**What the task requires**
Copy exactly the lines of the material below that run from the one containing "not an error." through the one containing "pub type BoxedStore = Box<dyn KeyValueStore>;". Copy no other lines.

**Data provided**
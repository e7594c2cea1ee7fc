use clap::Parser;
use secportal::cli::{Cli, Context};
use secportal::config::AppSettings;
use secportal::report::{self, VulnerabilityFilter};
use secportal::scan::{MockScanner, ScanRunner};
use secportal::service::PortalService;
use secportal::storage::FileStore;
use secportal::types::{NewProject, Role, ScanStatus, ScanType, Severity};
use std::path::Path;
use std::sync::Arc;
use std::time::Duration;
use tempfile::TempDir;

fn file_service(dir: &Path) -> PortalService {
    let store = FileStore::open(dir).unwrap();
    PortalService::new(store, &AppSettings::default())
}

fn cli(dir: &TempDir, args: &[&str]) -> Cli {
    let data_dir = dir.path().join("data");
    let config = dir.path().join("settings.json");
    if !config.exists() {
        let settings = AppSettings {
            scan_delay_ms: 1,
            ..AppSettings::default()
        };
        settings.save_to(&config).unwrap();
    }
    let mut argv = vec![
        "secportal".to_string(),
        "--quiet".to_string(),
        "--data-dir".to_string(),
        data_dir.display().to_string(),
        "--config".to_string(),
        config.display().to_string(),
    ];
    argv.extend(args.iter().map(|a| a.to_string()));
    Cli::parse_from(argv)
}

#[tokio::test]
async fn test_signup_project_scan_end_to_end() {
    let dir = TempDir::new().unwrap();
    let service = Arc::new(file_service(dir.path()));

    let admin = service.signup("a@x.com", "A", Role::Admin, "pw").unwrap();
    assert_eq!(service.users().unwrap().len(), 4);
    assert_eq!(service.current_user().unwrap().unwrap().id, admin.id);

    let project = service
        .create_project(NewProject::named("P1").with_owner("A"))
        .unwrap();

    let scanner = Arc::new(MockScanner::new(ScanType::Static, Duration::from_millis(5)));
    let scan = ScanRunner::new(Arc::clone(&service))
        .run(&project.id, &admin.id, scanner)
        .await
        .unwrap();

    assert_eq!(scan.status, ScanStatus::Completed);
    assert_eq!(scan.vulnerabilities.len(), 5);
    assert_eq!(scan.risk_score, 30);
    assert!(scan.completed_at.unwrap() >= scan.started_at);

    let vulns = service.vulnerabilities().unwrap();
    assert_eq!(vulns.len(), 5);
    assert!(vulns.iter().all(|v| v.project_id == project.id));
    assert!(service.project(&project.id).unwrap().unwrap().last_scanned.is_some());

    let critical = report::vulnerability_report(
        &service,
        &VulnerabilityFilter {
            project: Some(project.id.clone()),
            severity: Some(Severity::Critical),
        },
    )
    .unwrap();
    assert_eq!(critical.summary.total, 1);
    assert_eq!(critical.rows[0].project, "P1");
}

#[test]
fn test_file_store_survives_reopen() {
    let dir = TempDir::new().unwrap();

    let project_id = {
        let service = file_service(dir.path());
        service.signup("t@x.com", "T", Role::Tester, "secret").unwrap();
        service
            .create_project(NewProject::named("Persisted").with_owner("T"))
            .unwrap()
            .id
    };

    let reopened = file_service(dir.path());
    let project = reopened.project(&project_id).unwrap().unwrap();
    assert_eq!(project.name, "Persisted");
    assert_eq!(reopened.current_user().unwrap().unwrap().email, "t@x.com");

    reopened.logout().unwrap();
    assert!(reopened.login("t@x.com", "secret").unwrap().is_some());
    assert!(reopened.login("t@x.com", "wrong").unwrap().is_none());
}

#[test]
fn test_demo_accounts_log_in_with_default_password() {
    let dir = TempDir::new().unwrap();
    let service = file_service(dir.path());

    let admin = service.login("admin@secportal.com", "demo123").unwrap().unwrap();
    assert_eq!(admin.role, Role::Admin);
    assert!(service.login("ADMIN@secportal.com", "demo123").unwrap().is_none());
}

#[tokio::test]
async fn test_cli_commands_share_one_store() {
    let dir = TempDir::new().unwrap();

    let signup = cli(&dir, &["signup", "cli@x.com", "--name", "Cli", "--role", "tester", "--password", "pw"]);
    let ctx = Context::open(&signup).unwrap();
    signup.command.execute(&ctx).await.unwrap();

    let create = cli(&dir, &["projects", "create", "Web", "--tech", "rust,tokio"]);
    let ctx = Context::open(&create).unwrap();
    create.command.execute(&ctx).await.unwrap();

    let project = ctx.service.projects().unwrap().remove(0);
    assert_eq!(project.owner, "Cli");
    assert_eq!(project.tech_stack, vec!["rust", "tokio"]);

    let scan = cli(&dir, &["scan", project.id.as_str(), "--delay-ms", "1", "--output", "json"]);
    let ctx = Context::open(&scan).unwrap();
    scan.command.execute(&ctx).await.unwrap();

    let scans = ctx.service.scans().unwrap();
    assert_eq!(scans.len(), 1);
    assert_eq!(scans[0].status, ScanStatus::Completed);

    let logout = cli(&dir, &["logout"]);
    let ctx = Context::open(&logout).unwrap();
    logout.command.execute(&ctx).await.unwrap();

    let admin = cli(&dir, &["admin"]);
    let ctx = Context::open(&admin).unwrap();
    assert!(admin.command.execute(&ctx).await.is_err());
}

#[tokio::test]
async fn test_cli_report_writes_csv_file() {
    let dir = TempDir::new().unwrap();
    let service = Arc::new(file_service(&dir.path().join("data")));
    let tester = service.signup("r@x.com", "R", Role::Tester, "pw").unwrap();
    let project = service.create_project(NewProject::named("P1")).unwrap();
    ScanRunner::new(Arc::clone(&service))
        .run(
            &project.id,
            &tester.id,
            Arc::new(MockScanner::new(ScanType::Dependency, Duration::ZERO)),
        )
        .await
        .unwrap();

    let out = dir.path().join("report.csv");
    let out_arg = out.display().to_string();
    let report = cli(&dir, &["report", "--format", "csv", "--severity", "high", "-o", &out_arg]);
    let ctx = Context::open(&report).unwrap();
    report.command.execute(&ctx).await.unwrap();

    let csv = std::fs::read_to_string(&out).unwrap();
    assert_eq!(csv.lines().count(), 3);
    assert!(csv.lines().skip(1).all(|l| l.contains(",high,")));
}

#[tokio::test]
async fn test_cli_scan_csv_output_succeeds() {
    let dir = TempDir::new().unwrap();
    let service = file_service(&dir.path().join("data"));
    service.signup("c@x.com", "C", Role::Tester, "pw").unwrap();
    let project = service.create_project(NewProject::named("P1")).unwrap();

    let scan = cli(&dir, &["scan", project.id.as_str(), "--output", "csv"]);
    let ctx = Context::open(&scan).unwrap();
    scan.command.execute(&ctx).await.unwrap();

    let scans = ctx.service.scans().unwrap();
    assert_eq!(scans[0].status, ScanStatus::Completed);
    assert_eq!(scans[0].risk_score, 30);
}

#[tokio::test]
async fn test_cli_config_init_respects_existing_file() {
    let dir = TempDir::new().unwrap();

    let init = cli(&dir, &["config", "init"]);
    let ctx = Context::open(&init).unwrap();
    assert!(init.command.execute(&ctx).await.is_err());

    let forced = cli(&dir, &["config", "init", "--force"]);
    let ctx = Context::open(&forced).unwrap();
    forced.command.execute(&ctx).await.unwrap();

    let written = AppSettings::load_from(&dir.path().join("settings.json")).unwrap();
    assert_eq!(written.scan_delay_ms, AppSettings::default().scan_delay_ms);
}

* * *

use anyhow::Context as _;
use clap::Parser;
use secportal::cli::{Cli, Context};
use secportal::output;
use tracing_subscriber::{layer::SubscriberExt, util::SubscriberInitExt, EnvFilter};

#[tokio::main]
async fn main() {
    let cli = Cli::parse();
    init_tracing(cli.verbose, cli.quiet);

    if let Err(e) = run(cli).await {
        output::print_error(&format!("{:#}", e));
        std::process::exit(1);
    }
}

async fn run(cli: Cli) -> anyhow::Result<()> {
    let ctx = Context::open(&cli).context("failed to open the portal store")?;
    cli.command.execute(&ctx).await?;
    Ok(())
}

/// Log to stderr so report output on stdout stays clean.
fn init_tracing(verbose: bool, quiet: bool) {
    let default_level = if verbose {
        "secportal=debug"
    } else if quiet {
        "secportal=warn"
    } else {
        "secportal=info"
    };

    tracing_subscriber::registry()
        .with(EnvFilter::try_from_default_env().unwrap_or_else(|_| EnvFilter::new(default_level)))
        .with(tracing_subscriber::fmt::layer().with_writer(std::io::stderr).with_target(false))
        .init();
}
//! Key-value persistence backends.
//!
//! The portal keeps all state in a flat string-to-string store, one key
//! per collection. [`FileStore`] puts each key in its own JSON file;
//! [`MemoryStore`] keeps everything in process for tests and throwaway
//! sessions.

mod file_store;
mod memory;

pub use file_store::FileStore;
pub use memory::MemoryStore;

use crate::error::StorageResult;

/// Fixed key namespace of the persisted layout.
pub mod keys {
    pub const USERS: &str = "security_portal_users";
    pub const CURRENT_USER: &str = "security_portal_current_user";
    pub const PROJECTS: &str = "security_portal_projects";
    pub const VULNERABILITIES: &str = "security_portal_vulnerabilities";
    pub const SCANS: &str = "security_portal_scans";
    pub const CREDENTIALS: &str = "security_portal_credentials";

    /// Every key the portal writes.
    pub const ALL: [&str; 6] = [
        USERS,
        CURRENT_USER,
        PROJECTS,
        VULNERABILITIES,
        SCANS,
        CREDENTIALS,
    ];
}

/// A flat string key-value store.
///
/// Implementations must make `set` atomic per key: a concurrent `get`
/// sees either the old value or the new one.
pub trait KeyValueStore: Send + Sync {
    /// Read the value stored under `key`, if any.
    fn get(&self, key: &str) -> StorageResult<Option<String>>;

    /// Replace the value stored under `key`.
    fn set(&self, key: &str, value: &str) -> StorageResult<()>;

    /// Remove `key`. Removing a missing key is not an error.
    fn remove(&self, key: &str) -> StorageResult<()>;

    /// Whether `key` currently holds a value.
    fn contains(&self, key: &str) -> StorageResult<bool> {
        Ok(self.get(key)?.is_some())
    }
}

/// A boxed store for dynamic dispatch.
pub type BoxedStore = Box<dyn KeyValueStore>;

**Task result**
    /// Remove `key`. Removing a missing key is not an error.
    fn remove(&self, key: &str) -> StorageResult<()>;

    /// Whether `key` currently holds a value.
    fn contains(&self, key: &str) -> StorageResult<bool> {
        Ok(self.get(key)?.is_some())
    }
}

/// A boxed store for dynamic dispatch.
pub type BoxedStore = Box<dyn KeyValueStore>;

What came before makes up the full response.